Without seeing your code, it's hard to know exactly what's going on for you. I'll point out, however, that String#force_encoding doesn't transcode the String; it's a way of saying, "No, really, this is UTF-8", for example. To transcode from one encoding to another, use String#encode.
This seems to work for me:
require 'net/http'
s = Net::HTTP.get('www.eximsystems.com', '/LaVerdad/Antiguo/Gn/Genesis.htm')
s.force_encoding('windows-1252')
s.encode!('utf-8')
In general, /[[:space:]]/
should capture more kinds of whitespace that /\s/
(which is equivalent to /[ \t\r\n\f]/
), but it doesn't appear to be necessary in this case. I can't find any abnormal whitespace in s
at this point. If you're still having problems, you'll need to post your code and a more precise description of the issue.

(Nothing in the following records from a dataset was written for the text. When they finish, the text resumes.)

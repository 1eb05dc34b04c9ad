//! Two-leg entry with compensating rollback.
//!
//! Both market orders are dispatched together and both results are joined
//! before anything is committed. A hedge is recorded only when both legs
//! are confirmed filled; any executed quantity short of that, including
//! partial fills, is closed again immediately.

use super::aggregator::{MergedFundingRow, MergedFundingView};
use super::sizing::{ContractSpecResolver, TradeSizing};
use crate::alert::{notify_operator, raise_breach, Alerter};
use crate::clock::Clock;
use crate::config::StrategyConfig;
use crate::error::{FatalBreach, HedgeError};
use crate::exchange::{ContractSpec, OrderResult, PositionSide, VenueClient};
use crate::persistence::{JournalAction, TradeJournal};
use crate::position::{HedgeDirection, HedgeLeg, HedgePosition, PositionLedger};
use anyhow::Result;
use chrono::{DateTime, Utc};
use rust_decimal::Decimal;
use std::sync::Arc;
use tracing::{debug, error, info, instrument, warn};

/// Outcome of one pass over the candidate list.
#[derive(Debug, Default)]
pub struct EntryTickReport {
    pub opened: Vec<HedgePosition>,
    pub skipped: Vec<(String, String)>,
    pub breaches: Vec<FatalBreach>,
}

pub struct EntryCoordinator {
    primary: Arc<dyn VenueClient>,
    secondary: Arc<dyn VenueClient>,
    ledger: Arc<PositionLedger>,
    journal: Arc<TradeJournal>,
    alerter: Arc<dyn Alerter>,
    clock: Arc<dyn Clock>,
    resolver: ContractSpecResolver,
    config: StrategyConfig,
}

/// One leg's order result, or why there is none.
type LegOutcome = Result<OrderResult>;

impl EntryCoordinator {
    #[allow(clippy::too_many_arguments)]
    pub fn new(
        primary: Arc<dyn VenueClient>,
        secondary: Arc<dyn VenueClient>,
        ledger: Arc<PositionLedger>,
        journal: Arc<TradeJournal>,
        alerter: Arc<dyn Alerter>,
        clock: Arc<dyn Clock>,
        config: StrategyConfig,
    ) -> Self {
        Self {
            primary,
            secondary,
            ledger,
            journal,
            alerter,
            clock,
            resolver: ContractSpecResolver,
            config,
        }
    }

    /// Walk the candidates for the next funding instant, best first.
    #[instrument(skip(self, view))]
    pub async fn run_tick(&self, view: &MergedFundingView) -> EntryTickReport {
        let mut report = EntryTickReport::default();
        let Some(instant) = view.next_funding_instant() else {
            debug!("No funding instant in view");
            return report;
        };

        let candidates = view.candidates(instant, self.config.entry_threshold);
        info!(
            %instant,
            count = candidates.len(),
            best = candidates.first().map(|c| c.symbol.as_str()).unwrap_or("-"),
            "📋 Entry candidates"
        );

        for candidate in &candidates {
            if report.opened.len() >= self.config.max_entries_per_tick {
                break;
            }
            match self.try_enter(candidate, instant).await {
                Ok(position) => report.opened.push(position),
                Err(e) if e.stops_entry_tick() => {
                    info!(symbol = %candidate.symbol, "{}; stopping this tick", e);
                    break;
                }
                Err(HedgeError::Fatal(breach)) => report.breaches.push(breach),
                Err(e) => {
                    match &e {
                        HedgeError::TransientVenue { .. } => warn!(symbol = %candidate.symbol, "{}", e),
                        _ => info!(symbol = %candidate.symbol, "Skipping: {}", e),
                    }
                    report.skipped.push((candidate.symbol.clone(), e.to_string()));
                }
            }
        }

        report
    }

    /// Run the full entry sequence for one candidate.
    #[instrument(skip(self, row), fields(symbol = %row.symbol, fr_diff = %row.fr_diff))]
    pub async fn try_enter(
        &self,
        row: &MergedFundingRow,
        funding_instant: DateTime<Utc>,
    ) -> Result<HedgePosition, HedgeError> {
        let symbol = row.symbol.as_str();

        let remaining = funding_instant - self.clock.now();
        if remaining < self.config.min_time_to_funding() {
            return Err(HedgeError::FundingTooClose {
                symbol: symbol.to_string(),
                seconds_left: remaining.num_seconds(),
            });
        }

        let _claim = self.ledger.claim_for_entry(symbol)?;

        self.check_balances().await?;
        let (primary_spec, secondary_spec) = self.fetch_specs(symbol).await?;
        let sizing = self
            .resolver
            .resolve(self.config.trade_amount, &primary_spec, &secondary_spec)
            .map_err(|reason| HedgeError::SizingInfeasible {
                symbol: symbol.to_string(),
                reason,
            })?;

        self.prepare_leverage(symbol).await;

        let direction = row.direction();
        info!(
            %symbol,
            %direction,
            primary_size = %sizing.primary_size,
            secondary_size = %sizing.secondary_size,
            "🚀 Opening hedge"
        );

        let (primary_result, secondary_result) = tokio::join!(
            self.primary
                .place_market_order(symbol, direction.primary_side(), sizing.primary_size),
            self.secondary
                .place_market_order(symbol, direction.secondary_side(), sizing.secondary_size),
        );

        if let (Ok(a), Ok(b)) = (&primary_result, &secondary_result) {
            if a.filled && b.filled {
                return self
                    .commit(
                        symbol,
                        direction,
                        funding_instant,
                        &sizing,
                        (a, &primary_spec),
                        (b, &secondary_spec),
                    )
                    .await;
            }
        }

        let legs = [
            EntryLeg {
                client: &*self.primary,
                side: direction.primary_side(),
                planned: sizing.primary_size,
                outcome: primary_result,
            },
            EntryLeg {
                client: &*self.secondary,
                side: direction.secondary_side(),
                planned: sizing.secondary_size,
                outcome: secondary_result,
            },
        ];
        self.unwind(symbol, legs).await
    }

    async fn check_balances(&self) -> Result<(), HedgeError> {
        let (a, b) = tokio::join!(
            self.primary.available_balance(),
            self.secondary.available_balance()
        );
        for (client, balance) in [(&self.primary, a), (&self.secondary, b)] {
            let available =
                balance.map_err(|e| HedgeError::transient(client.venue(), "balance", e))?;
            if available < self.config.trade_amount {
                return Err(HedgeError::InsufficientBalance {
                    venue: client.venue(),
                    available,
                    required: self.config.trade_amount,
                });
            }
        }
        Ok(())
    }

    async fn fetch_specs(&self, symbol: &str) -> Result<(ContractSpec, ContractSpec), HedgeError> {
        let (a, b) = tokio::join!(
            self.primary.contract_spec(symbol),
            self.secondary.contract_spec(symbol)
        );
        let a = a.map_err(|e| HedgeError::transient(self.primary.venue(), "contract spec", e))?;
        let b = b.map_err(|e| HedgeError::transient(self.secondary.venue(), "contract spec", e))?;

        for (client, spec) in [(&self.primary, &a), (&self.secondary, &b)] {
            if !spec.is_tradable() {
                return Err(HedgeError::ContractNotTradable {
                    symbol: symbol.to_string(),
                    venue: client.venue(),
                    status: format!("{:?}", spec.status),
                });
            }
        }
        Ok((a, b))
    }

    /// Leverage is idempotent; a failure here is logged and entry proceeds.
    async fn prepare_leverage(&self, symbol: &str) {
        let leverage = self.config.leverage;
        let (a, b) = tokio::join!(
            self.primary.set_leverage(symbol, leverage),
            self.secondary.set_leverage(symbol, leverage)
        );
        for (client, result) in [(&self.primary, a), (&self.secondary, b)] {
            if let Err(e) = result {
                warn!(%symbol, venue = %client.venue(), "Failed to set leverage: {:#}", e);
            }
        }
    }

    async fn commit(
        &self,
        symbol: &str,
        direction: HedgeDirection,
        funding_instant: DateTime<Utc>,
        sizing: &TradeSizing,
        primary: (&OrderResult, &ContractSpec),
        secondary: (&OrderResult, &ContractSpec),
    ) -> Result<HedgePosition, HedgeError> {
        let now = self.clock.now();
        self.journal.record(now, symbol, JournalAction::Open, primary.0);
        self.journal.record(now, symbol, JournalAction::Open, secondary.0);

        let (primary_price, secondary_price) = tokio::join!(
            self.fill_price(&*self.primary, symbol, primary),
            self.fill_price(&*self.secondary, symbol, secondary),
        );

        let position = HedgePosition::open(
            symbol,
            direction,
            filled_size(primary.0, sizing.primary_size),
            primary_price,
            filled_size(secondary.0, sizing.secondary_size),
            secondary_price,
            funding_instant,
            now,
        );

        self.ledger.insert(position.clone())?;
        info!(
            %symbol,
            %direction,
            primary_entry = %primary_price,
            secondary_entry = %secondary_price,
            "✅ Hedge opened"
        );
        notify_operator(
            &*self.alerter,
            &format!(
                "✅ Opened {} hedge on {}: Binance {:?} {} @ {}, Gate {:?} {} @ {}",
                direction,
                symbol,
                position.primary.side,
                position.primary.size,
                primary_price,
                position.secondary.side,
                position.secondary.size,
                secondary_price
            ),
        )
        .await;
        Ok(position)
    }

    /// Average fill price, queried when the order response omitted it.
    async fn fill_price(
        &self,
        client: &dyn VenueClient,
        symbol: &str,
        (order, spec): (&OrderResult, &ContractSpec),
    ) -> Decimal {
        if let Some(price) = order.fill_price {
            return price;
        }
        match client.order_fill_price(symbol, &order.order_id).await {
            Ok(Some(price)) => price,
            Ok(None) => {
                warn!(%symbol, venue = %client.venue(), "Fill price unavailable, using contract price");
                spec.price
            }
            Err(e) => {
                warn!(%symbol, venue = %client.venue(), "Fill price query failed: {:#}", e);
                spec.price
            }
        }
    }

    /// Roll back an entry where at least one leg did not fully fill.
    ///
    /// Every leg with executed quantity is closed again. An acknowledged
    /// order that executed nothing and cannot be cancelled may still fill,
    /// so it counts as open exposure.
    async fn unwind(
        &self,
        symbol: &str,
        legs: [EntryLeg<'_>; 2],
    ) -> Result<HedgePosition, HedgeError> {
        let mut executed_on = Vec::new();
        let mut breaches = Vec::new();

        for leg in &legs {
            let venue = leg.client.venue();
            let order = match &leg.outcome {
                Ok(order) => order,
                Err(e) => {
                    warn!(%symbol, %venue, "Entry leg failed: {:#}", e);
                    continue;
                }
            };
            let executed = executed_size(order, leg.planned);

            if !order.filled {
                warn!(%symbol, %venue, order_id = %order.order_id, filled_qty = %order.filled_qty, "Entry leg not filled");
                if let Err(e) = leg.client.cancel_order(symbol, &order.order_id).await {
                    match executed {
                        // A partly executed market order has already finished.
                        Some(_) => debug!(%symbol, %venue, "Partial entry order not cancellable: {:#}", e),
                        None => breaches.push(FatalBreach::hedge(
                            symbol,
                            venue,
                            format!(
                                "entry order {} could not be cancelled and may still fill: {:#}",
                                order.order_id, e
                            ),
                        )),
                    }
                }
            }

            let Some(size) = executed else { continue };
            executed_on.push(venue);
            self.journal
                .record(self.clock.now(), symbol, JournalAction::Open, order);
            if let Err(detail) = self.compensate(symbol, leg, order, size).await {
                breaches.push(FatalBreach::hedge(symbol, venue, detail));
            }
        }

        if let Some(breach) = breaches.first().cloned() {
            let now = self.clock.now();
            for b in &breaches {
                error!(%symbol, venue = %b.open_leg, "{}", b);
                raise_breach(&*self.alerter, b, now).await;
            }
            self.ledger.halt(breach.clone(), now);
            return Err(breach.into());
        }

        match executed_on.first() {
            Some(&filled) => Err(HedgeError::EntryPartialFillMismatch {
                symbol: symbol.to_string(),
                filled,
            }),
            None => Err(HedgeError::EntryNotFilled {
                symbol: symbol.to_string(),
            }),
        }
    }

    /// Close `size` of an executed entry leg. The error says why it stays open.
    async fn compensate(
        &self,
        symbol: &str,
        leg: &EntryLeg<'_>,
        order: &OrderResult,
        size: Decimal,
    ) -> Result<(), String> {
        let venue = leg.client.venue();
        let close = HedgeLeg {
            venue,
            side: leg.side,
            size,
            entry_price: order.fill_price.unwrap_or_default(),
        }
        .close_order(leg.client.close_convention());

        warn!(%symbol, %venue, %size, "↩️ Compensating executed entry leg");
        match leg.client.close_market(symbol, &close).await {
            Ok(result) => {
                self.journal
                    .record(self.clock.now(), symbol, JournalAction::Compensate, &result);
                if result.filled {
                    info!(%symbol, %venue, "Compensating close filled");
                    Ok(())
                } else {
                    Err(format!("compensating close {} not confirmed filled", result.order_id))
                }
            }
            Err(e) => Err(format!("compensating close failed: {:#}", e)),
        }
    }
}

Update: Thanks for updating your question with your code and an example of the problem. It looks like the issue is non-breaking spaces. I think it's simplest to get rid of them at the source:
require 'nokogiri'
require 'open-uri'
URL = 'http://www.eximsystems.com/LaVerdad/Antiguo/Gn/Genesis.htm'
s = open(URL).read # Separate these three lines to convert
s.gsub!(' ', ' ') # to normal ' ' in source rather than after
html = Nokogiri.HTML(s) # conversion to unicode non-breaking space
# Extract Paragraphs
text = ''
html.css('p').each do |p|
text += p.text
end
# Clean Up Text
text.gsub!(/\s+/, ' ')
puts text
There's now just a single, normal space between the period at the end of 15 and the number 16:
15) Besó también José a todos sus hermanos, orando sobre cada uno de ellos; después de cuyas demostraciones cobraron aliento para conversar con él. 16 Al punto corrió la voz, y se divulgó generalmente esta noticia en el palacio del rey: Han venido los hermanos de José; y holgóse de ello Faraón y toda su corte.